What you need to do
Look through the lines below and copy each one that includes "enabled".

Stored records:
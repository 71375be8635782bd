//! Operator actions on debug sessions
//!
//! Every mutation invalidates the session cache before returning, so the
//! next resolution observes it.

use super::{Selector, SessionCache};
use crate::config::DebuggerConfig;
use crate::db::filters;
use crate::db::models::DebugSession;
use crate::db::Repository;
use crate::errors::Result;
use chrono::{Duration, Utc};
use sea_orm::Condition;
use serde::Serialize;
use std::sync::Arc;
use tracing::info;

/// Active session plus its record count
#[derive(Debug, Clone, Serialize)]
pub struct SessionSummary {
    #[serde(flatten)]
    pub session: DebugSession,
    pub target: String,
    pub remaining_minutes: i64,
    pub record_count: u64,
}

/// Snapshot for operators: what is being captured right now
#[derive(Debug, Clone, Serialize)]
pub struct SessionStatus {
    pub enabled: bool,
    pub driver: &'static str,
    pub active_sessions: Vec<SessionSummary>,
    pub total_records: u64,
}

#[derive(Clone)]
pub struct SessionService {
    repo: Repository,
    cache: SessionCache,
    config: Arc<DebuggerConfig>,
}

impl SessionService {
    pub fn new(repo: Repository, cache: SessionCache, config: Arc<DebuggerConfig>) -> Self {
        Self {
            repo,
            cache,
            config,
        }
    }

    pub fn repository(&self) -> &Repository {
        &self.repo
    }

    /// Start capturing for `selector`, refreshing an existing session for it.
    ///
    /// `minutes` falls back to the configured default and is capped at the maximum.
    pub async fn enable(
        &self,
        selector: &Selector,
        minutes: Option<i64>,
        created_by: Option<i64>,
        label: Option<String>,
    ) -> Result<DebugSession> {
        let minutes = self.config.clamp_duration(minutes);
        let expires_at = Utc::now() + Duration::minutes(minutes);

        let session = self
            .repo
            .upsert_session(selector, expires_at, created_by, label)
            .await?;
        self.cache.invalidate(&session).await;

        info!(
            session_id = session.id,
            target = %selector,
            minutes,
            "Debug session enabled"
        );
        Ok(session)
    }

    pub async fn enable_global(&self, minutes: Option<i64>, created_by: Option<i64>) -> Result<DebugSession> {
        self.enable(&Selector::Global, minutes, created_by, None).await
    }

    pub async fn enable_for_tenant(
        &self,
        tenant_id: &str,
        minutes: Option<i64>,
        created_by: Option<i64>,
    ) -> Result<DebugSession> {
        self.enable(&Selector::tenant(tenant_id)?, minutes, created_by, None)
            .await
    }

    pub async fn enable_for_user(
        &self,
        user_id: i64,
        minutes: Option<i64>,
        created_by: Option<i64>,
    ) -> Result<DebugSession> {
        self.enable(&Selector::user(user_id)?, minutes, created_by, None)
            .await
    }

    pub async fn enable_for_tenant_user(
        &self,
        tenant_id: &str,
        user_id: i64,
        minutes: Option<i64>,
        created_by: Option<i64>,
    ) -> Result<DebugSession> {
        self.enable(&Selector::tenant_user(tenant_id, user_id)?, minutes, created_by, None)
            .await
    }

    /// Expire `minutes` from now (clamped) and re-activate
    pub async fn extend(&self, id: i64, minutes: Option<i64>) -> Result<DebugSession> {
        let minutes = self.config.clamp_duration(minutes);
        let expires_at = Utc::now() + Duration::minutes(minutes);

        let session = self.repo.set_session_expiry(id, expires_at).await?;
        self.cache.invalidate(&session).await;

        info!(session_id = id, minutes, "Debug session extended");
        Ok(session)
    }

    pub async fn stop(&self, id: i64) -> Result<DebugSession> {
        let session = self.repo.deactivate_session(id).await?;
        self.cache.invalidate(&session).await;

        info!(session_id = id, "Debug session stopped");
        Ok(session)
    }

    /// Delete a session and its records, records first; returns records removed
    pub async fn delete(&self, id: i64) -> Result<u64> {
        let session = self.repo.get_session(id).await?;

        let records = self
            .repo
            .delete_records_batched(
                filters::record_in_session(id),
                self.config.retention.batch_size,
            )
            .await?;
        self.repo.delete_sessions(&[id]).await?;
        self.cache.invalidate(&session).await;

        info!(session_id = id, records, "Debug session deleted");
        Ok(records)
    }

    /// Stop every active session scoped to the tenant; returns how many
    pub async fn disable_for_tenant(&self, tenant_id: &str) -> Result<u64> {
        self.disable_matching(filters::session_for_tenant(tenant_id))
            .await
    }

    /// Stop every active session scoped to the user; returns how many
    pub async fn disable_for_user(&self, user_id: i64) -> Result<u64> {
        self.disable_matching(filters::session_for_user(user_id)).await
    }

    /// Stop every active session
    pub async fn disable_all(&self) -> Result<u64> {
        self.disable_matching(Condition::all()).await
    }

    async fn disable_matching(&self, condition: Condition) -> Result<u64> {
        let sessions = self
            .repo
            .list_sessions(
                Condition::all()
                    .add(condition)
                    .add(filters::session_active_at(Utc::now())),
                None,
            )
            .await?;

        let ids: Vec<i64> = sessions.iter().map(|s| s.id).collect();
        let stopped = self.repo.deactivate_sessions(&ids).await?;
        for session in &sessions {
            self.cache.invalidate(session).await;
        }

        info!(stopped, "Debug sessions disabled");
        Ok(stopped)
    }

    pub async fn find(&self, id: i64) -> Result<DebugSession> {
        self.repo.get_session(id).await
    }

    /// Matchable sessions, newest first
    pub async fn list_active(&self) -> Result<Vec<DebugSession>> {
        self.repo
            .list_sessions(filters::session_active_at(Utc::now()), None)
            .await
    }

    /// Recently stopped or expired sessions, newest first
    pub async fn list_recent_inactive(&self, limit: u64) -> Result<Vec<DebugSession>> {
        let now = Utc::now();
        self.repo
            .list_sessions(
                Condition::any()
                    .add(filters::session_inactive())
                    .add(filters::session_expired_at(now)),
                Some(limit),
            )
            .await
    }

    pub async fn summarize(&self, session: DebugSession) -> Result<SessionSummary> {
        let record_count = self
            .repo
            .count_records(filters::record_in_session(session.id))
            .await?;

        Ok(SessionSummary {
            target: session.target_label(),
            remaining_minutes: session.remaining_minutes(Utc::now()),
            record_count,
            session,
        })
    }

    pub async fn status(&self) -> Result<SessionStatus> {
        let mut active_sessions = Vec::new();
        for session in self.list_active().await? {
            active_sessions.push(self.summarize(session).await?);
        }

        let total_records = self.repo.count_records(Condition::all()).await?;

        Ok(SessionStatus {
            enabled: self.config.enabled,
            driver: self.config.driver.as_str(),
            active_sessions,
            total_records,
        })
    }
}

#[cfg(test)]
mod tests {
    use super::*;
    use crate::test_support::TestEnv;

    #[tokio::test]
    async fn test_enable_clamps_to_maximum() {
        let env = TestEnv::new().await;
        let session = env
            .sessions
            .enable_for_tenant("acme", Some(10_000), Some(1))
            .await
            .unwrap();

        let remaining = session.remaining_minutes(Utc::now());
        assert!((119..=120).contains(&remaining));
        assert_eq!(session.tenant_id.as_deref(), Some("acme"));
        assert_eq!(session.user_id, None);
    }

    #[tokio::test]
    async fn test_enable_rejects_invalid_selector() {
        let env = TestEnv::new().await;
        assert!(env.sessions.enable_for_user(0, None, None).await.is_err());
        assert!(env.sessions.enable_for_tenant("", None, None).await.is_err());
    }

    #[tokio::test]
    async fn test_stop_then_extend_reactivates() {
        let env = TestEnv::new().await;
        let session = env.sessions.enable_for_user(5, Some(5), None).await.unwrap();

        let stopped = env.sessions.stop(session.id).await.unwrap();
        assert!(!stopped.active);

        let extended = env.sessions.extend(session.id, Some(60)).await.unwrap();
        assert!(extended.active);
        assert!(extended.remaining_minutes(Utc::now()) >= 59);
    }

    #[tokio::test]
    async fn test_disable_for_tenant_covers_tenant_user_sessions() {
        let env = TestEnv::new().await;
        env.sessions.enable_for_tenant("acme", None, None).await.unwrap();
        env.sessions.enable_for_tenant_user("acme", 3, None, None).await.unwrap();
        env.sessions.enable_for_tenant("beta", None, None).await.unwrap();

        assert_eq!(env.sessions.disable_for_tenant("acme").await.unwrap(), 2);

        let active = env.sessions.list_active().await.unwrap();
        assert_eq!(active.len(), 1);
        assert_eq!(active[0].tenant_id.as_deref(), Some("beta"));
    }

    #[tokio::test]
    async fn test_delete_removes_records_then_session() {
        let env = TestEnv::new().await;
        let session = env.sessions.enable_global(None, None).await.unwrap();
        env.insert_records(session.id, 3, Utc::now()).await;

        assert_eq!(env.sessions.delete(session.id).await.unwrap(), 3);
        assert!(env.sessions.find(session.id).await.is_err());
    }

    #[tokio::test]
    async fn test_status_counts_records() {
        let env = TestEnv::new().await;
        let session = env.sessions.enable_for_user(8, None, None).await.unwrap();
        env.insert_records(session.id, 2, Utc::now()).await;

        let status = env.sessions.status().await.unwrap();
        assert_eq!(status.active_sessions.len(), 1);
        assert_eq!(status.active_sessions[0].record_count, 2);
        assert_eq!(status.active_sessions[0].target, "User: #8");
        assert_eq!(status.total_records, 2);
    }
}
* * *
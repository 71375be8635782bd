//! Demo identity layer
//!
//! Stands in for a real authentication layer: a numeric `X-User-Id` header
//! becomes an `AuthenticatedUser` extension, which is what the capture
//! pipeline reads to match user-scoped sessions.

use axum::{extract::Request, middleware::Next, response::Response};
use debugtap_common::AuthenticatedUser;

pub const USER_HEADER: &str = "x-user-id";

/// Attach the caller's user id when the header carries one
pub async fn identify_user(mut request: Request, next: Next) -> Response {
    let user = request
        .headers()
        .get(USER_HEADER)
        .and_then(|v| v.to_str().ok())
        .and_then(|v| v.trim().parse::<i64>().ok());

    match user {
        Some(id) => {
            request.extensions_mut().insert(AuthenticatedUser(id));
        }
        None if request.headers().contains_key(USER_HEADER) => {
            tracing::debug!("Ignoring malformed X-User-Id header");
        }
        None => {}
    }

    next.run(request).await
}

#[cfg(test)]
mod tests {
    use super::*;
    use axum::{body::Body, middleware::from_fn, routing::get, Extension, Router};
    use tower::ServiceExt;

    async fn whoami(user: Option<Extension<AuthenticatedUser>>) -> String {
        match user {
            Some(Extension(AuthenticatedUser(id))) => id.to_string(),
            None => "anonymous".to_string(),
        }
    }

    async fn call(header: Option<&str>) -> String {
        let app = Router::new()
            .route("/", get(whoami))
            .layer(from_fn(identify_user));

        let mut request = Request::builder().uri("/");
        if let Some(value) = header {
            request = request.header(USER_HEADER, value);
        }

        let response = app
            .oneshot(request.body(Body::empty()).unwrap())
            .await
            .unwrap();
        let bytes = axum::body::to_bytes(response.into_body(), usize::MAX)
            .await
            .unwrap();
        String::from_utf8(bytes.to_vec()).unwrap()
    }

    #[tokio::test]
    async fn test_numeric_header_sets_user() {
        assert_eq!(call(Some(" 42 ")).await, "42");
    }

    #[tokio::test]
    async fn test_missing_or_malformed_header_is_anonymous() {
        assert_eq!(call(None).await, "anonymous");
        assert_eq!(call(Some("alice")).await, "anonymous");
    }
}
...
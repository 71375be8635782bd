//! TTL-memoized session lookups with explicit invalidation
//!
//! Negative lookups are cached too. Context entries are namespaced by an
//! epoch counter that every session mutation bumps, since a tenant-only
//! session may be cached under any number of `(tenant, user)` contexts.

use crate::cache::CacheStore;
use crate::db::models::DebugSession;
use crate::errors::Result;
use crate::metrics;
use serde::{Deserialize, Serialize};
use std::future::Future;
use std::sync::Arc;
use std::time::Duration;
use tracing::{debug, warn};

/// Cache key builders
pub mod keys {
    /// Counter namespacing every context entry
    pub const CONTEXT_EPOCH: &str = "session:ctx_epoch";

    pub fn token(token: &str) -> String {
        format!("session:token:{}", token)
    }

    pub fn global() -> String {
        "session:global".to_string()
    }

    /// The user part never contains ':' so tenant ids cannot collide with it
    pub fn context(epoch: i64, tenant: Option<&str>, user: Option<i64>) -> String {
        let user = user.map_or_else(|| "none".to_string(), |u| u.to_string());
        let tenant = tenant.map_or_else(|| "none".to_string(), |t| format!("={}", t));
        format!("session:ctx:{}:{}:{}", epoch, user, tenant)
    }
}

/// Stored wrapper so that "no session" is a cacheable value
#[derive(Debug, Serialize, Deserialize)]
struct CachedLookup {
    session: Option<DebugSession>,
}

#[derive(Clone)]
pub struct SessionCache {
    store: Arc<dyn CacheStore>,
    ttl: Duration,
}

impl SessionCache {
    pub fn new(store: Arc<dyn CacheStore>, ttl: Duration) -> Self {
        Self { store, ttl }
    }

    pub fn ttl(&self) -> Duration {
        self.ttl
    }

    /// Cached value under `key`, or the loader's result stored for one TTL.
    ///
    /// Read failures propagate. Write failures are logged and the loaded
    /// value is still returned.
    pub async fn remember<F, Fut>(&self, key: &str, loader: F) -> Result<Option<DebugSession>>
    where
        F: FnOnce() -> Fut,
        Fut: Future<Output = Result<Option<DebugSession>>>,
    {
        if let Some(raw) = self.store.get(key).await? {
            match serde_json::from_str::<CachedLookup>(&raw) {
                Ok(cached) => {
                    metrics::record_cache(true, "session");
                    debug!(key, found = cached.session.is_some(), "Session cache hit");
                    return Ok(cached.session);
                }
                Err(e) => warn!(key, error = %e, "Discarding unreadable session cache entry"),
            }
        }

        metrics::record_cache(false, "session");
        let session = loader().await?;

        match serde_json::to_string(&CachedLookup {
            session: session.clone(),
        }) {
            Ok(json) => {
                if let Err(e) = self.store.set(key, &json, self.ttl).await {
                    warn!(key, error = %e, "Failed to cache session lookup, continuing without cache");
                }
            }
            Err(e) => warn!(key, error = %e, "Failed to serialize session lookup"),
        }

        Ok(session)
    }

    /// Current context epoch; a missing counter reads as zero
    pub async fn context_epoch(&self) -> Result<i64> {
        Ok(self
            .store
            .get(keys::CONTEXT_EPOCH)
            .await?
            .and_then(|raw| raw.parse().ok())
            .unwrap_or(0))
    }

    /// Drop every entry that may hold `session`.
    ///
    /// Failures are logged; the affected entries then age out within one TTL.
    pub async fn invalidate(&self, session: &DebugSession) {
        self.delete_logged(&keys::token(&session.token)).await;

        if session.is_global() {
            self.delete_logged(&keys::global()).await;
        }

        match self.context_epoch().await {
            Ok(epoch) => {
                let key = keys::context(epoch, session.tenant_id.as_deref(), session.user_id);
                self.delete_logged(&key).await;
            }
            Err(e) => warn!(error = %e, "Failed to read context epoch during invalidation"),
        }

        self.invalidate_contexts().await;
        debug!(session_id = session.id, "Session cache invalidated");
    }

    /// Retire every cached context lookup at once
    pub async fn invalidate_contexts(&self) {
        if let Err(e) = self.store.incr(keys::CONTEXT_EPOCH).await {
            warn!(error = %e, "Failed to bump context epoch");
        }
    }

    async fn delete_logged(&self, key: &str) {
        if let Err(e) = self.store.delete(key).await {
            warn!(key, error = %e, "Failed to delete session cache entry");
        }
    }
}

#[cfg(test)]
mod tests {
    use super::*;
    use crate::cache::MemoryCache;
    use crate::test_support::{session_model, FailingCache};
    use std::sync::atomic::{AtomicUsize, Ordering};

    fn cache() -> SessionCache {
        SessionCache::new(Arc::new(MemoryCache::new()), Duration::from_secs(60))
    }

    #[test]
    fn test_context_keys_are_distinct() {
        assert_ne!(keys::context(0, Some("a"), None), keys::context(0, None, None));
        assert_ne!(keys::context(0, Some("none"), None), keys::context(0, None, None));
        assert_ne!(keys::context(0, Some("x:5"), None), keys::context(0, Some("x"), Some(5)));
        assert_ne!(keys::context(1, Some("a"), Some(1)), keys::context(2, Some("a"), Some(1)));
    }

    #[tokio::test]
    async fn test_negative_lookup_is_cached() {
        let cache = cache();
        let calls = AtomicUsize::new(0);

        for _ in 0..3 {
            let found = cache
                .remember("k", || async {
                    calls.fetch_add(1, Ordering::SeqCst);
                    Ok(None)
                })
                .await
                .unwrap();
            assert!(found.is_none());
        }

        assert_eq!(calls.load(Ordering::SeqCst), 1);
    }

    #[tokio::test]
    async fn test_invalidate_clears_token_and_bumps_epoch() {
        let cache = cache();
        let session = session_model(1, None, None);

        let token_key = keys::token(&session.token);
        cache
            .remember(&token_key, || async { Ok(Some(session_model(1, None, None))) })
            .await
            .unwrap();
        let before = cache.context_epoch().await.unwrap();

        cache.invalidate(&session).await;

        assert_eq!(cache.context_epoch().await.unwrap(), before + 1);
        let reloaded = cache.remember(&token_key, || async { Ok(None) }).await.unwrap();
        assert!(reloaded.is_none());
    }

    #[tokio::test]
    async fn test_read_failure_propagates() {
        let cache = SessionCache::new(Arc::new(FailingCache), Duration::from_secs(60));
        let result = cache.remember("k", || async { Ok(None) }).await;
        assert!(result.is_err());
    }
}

Your solution
    pub enabled: bool,
            "Debug session enabled"
            enabled: self.config.enabled,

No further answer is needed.